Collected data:
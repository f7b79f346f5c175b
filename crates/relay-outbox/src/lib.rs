//! Transactional outbox for search-index propagation.
//!
//! - [`OutboxStore`]: append inside the business transaction, claim batches,
//!   and record outcomes under a claim token.
//! - [`OutboxTransaction`]: the explicit transaction scope handed to
//!   business code.
//! - [`RetryPolicy`]: exponential backoff with jitter and a retry budget.
//! - [`DeadLetterManager`]: applies the policy to failed attempts and exposes
//!   operator list/requeue/discard over dead events.
//! - [`CheckpointTracker`]: per-partition low-water mark that bounds claim
//!   scans after a restart.

mod checkpoint;
mod dead_letter;
mod error;
mod retry;
mod store;
mod transaction;

pub use checkpoint::{CheckpointTracker, ALL_PARTITIONS};
pub use dead_letter::{DeadLetterManager, FailureDisposition};
pub use error::{OutboxError, OutboxResult};
pub use retry::{FailureDecision, FailureKind, RetryPolicy};
pub use store::{ClaimedBatch, OutboxStore};
pub use transaction::OutboxTransaction;

pub use relay_database::{
    AggregateKey, AppendedEvent, EventType, NewOutboxEvent, OutboxEvent, OutboxStats,
    OutboxStatus, SyncCheckpoint,
};
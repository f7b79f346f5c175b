//! File system paths for the relay.

use crate::{CoreError, CoreResult};
use std::path::PathBuf;

/// Name of the per-user base directory under `$HOME`.
const BASE_DIR_NAME: &str = ".outbox-relay";

/// Manages file system paths for the relay.
#[derive(Debug, Clone)]
pub struct Paths {
    /// Base directory for relay files (~/.outbox-relay)
    base_dir: PathBuf,
}

impl Paths {
    /// Create a new Paths instance rooted at `~/.outbox-relay`.
    pub fn new() -> CoreResult<Self> {
        let home = dirs::home_dir()
            .ok_or_else(|| CoreError::Path("Could not determine home directory".to_string()))?;

        Ok(Self {
            base_dir: home.join(BASE_DIR_NAME),
        })
    }

    /// Create a new Paths instance with a custom base directory.
    pub fn with_base_dir(base_dir: PathBuf) -> Self {
        Self { base_dir }
    }

    /// Get the base directory.
    pub fn base_dir(&self) -> &PathBuf {
        &self.base_dir
    }

    /// Get the config file path (`<base>/config.json`).
    pub fn config_file(&self) -> PathBuf {
        self.base_dir.join("config.json")
    }

    /// Get the default outbox database path (`<base>/outbox.sqlite`).
    pub fn database_file(&self) -> PathBuf {
        self.base_dir.join("outbox.sqlite")
    }

    /// Get the logs directory (`<base>/logs`).
    pub fn logs_dir(&self) -> PathBuf {
        self.base_dir.join("logs")
    }

    /// Get the relay log file path (`<base>/logs/relay.jsonl`).
    pub fn log_file(&self) -> PathBuf {
        self.logs_dir().join("relay.jsonl")
    }

    /// Ensure all required directories exist.
    pub fn ensure_dirs(&self) -> CoreResult<()> {
        std::fs::create_dir_all(&self.base_dir)?;
        std::fs::create_dir_all(self.logs_dir())?;
        Ok(())
    }
}
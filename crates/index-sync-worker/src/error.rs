use search_index::IndexError;
use thiserror::Error;

/// The event cannot be turned into an index mutation.
#[derive(Debug, Error)]
pub enum MappingError {
    #[error("invalid payload: {0}")]
    InvalidPayload(String),

    #[error("unsupported event type: {0}")]
    UnsupportedEventType(String),

    /// A partial update arrived for a document that does not exist.
    #[error("no live document to merge into: {0}")]
    MissingDocument(String),
}

/// Failure while applying an event.
#[derive(Debug, Error)]
pub enum SyncError {
    #[error("mapping failed: {0}")]
    Mapping(#[from] MappingError),

    #[error("index write failed: {0}")]
    Index(#[from] IndexError),
}

impl SyncError {
    /// Mapping errors never heal on retry; index errors defer to
    /// [`IndexError::is_transient`].
    pub fn is_transient(&self) -> bool {
        match self {
            Self::Mapping(_) => false,
            Self::Index(e) => e.is_transient(),
        }
    }
}
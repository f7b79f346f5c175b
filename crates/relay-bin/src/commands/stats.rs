//! `stats`: outbox counts, staleness and checkpoint.

use super::open_store;
use crate::output::{self, OutputFormat};
use relay_config_and_utils::{Config, Paths};
use relay_outbox::{CheckpointTracker, OutboxStatus};

pub async fn stats(config: &Config, paths: &Paths, format: &OutputFormat) -> anyhow::Result<()> {
    let store = open_store(config, paths).await?;
    let stats = store.stats().await?;
    let tracker = CheckpointTracker::new(store.database().clone(), config.dispatcher.partition.clone());
    let checkpoint = tracker.load().await?;

    match format {
        OutputFormat::Json => {
            output::print_json(&serde_json::json!({
                "stats": stats,
                "in_flight": stats.in_flight(),
                "checkpoint": checkpoint,
            }))?;
        }
        OutputFormat::Text => {
            output::print_heading("Outbox");
            for status in OutboxStatus::ALL {
                output::print_row(status.as_str(), &stats.count(status).to_string());
            }
            output::print_row("in flight", &stats.in_flight().to_string());
            match (stats.oldest_undispatched_at, stats.staleness_secs) {
                (Some(oldest), Some(secs)) => output::print_row(
                    "staleness",
                    &format!("{secs}s (oldest {})", oldest.format("%Y-%m-%d %H:%M:%S")),
                ),
                _ => output::print_row("staleness", "-"),
            }

            output::print_heading(&format!("Checkpoint ({})", tracker.partition_key()));
            match checkpoint {
                Some(checkpoint) => {
                    output::print_row("low water", &checkpoint.low_water_position.to_string());
                    output::print_row(
                        "last dispatched",
                        &checkpoint.last_dispatched_position.to_string(),
                    );
                    output::print_row("updated", &checkpoint.updated_at.to_rfc3339());
                }
                None => output::print_row("low water", "not recorded yet"),
            }
        }
    }

    Ok(())
}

Directions:
Please make an exact copy of every record, leaving nothing out.

Output of the exercise:
repository f7b79f346f5c175b
filename crates/relay-outbox/src/lib.rs
//! Transactional outbox for search-index propagation.
//!
//! - [`OutboxStore`]: append inside the business transaction, claim batches,
//!   and record outcomes under a claim token.
//! - [`OutboxTransaction`]: the explicit transaction scope handed to
//!   business code.
//! - [`RetryPolicy`]: exponential backoff with jitter and a retry budget.
//! - [`DeadLetterManager`]: applies the policy to failed attempts and exposes
//!   operator list/requeue/discard over dead events.
//! - [`CheckpointTracker`]: per-partition low-water mark that bounds claim
//!   scans after a restart.

mod checkpoint;
mod dead_letter;
mod error;
mod retry;
mod store;
mod transaction;

pub use checkpoint::{CheckpointTracker, ALL_PARTITIONS};
pub use dead_letter::{DeadLetterManager, FailureDisposition};
pub use error::{OutboxError, OutboxResult};
pub use retry::{FailureDecision, FailureKind, RetryPolicy};
pub use store::{ClaimedBatch, OutboxStore};
pub use transaction::OutboxTransaction;

pub use relay_database::{
    AggregateKey, AppendedEvent, EventType, NewOutboxEvent, OutboxEvent, OutboxStats,
    OutboxStatus, SyncCheckpoint,
};
repository f7b79f346f5c175b
//! File system paths for the relay.

use crate::{CoreError, CoreResult};
use std::path::PathBuf;

/// Name of the per-user base directory under `$HOME`.
const BASE_DIR_NAME: &str = ".outbox-relay";

/// Manages file system paths for the relay.
#[derive(Debug, Clone)]
pub struct Paths {
    /// Base directory for relay files (~/.outbox-relay)
    base_dir: PathBuf,
}

impl Paths {
    /// Create a new Paths instance rooted at `~/.outbox-relay`.
    pub fn new() -> CoreResult<Self> {
        let home = dirs::home_dir()
            .ok_or_else(|| CoreError::Path("Could not determine home directory".to_string()))?;

        Ok(Self {
            base_dir: home.join(BASE_DIR_NAME),
        })
    }

    /// Create a new Paths instance with a custom base directory.
    pub fn with_base_dir(base_dir: PathBuf) -> Self {
        Self { base_dir }
    }

    /// Get the base directory.
    pub fn base_dir(&self) -> &PathBuf {
        &self.base_dir
    }

    /// Get the config file path (`<base>/config.json`).
    pub fn config_file(&self) -> PathBuf {
        self.base_dir.join("config.json")
    }

    /// Get the default outbox database path (`<base>/outbox.sqlite`).
    pub fn database_file(&self) -> PathBuf {
        self.base_dir.join("outbox.sqlite")
    }

    /// Get the logs directory (`<base>/logs`).
    pub fn logs_dir(&self) -> PathBuf {
        self.base_dir.join("logs")
    }

    /// Get the relay log file path (`<base>/logs/relay.jsonl`).
    pub fn log_file(&self) -> PathBuf {
        self.logs_dir().join("relay.jsonl")
    }

    /// Ensure all required directories exist.
    pub fn ensure_dirs(&self) -> CoreResult<()> {
        std::fs::create_dir_all(&self.base_dir)?;
        std::fs::create_dir_all(self.logs_dir())?;
        Ok(())
    }
}
filename crates/index-sync-worker/src/error.rs
use search_index::IndexError;
use thiserror::Error;

/// The event cannot be turned into an index mutation.
#[derive(Debug, Error)]
pub enum MappingError {
    #[error("invalid payload: {0}")]
    InvalidPayload(String),

    #[error("unsupported event type: {0}")]
    UnsupportedEventType(String),

    /// A partial update arrived for a document that does not exist.
    #[error("no live document to merge into: {0}")]
    MissingDocument(String),
}

/// Failure while applying an event.
#[derive(Debug, Error)]
pub enum SyncError {
    #[error("mapping failed: {0}")]
    Mapping(#[from] MappingError),

    #[error("index write failed: {0}")]
    Index(#[from] IndexError),
}

impl SyncError {
    /// Mapping errors never heal on retry; index errors defer to
    /// [`IndexError::is_transient`].
    pub fn is_transient(&self) -> bool {
        match self {
            Self::Mapping(_) => false,
            Self::Index(e) => e.is_transient(),
        }
    }
}
repository f7b79f346f5c175b
filename crates/relay-bin/src/commands/stats.rs
//! `stats`: outbox counts, staleness and checkpoint.

use super::open_store;
use crate::output::{self, OutputFormat};
use relay_config_and_utils::{Config, Paths};
use relay_outbox::{CheckpointTracker, OutboxStatus};

pub async fn stats(config: &Config, paths: &Paths, format: &OutputFormat) -> anyhow::Result<()> {
    let store = open_store(config, paths).await?;
    let stats = store.stats().await?;
    let tracker = CheckpointTracker::new(store.database().clone(), config.dispatcher.partition.clone());
    let checkpoint = tracker.load().await?;

    match format {
        OutputFormat::Json => {
            output::print_json(&serde_json::json!({
                "stats": stats,
                "in_flight": stats.in_flight(),
                "checkpoint": checkpoint,
            }))?;
        }
        OutputFormat::Text => {
            output::print_heading("Outbox");
            for status in OutboxStatus::ALL {
                output::print_row(status.as_str(), &stats.count(status).to_string());
            }
            output::print_row("in flight", &stats.in_flight().to_string());
            match (stats.oldest_undispatched_at, stats.staleness_secs) {
                (Some(oldest), Some(secs)) => output::print_row(
                    "staleness",
                    &format!("{secs}s (oldest {})", oldest.format("%Y-%m-%d %H:%M:%S")),
                ),
                _ => output::print_row("staleness", "-"),
            }

            output::print_heading(&format!("Checkpoint ({})", tracker.partition_key()));
            match checkpoint {
                Some(checkpoint) => {
                    output::print_row("low water", &checkpoint.low_water_position.to_string());
                    output::print_row(
                        "last dispatched",
                        &checkpoint.last_dispatched_position.to_string(),
                    );
                    output::print_row("updated", &checkpoint.updated_at.to_rfc3339());
                }
                None => output::print_row("low water", "not recorded yet"),
            }
        }
    }

    Ok(())
}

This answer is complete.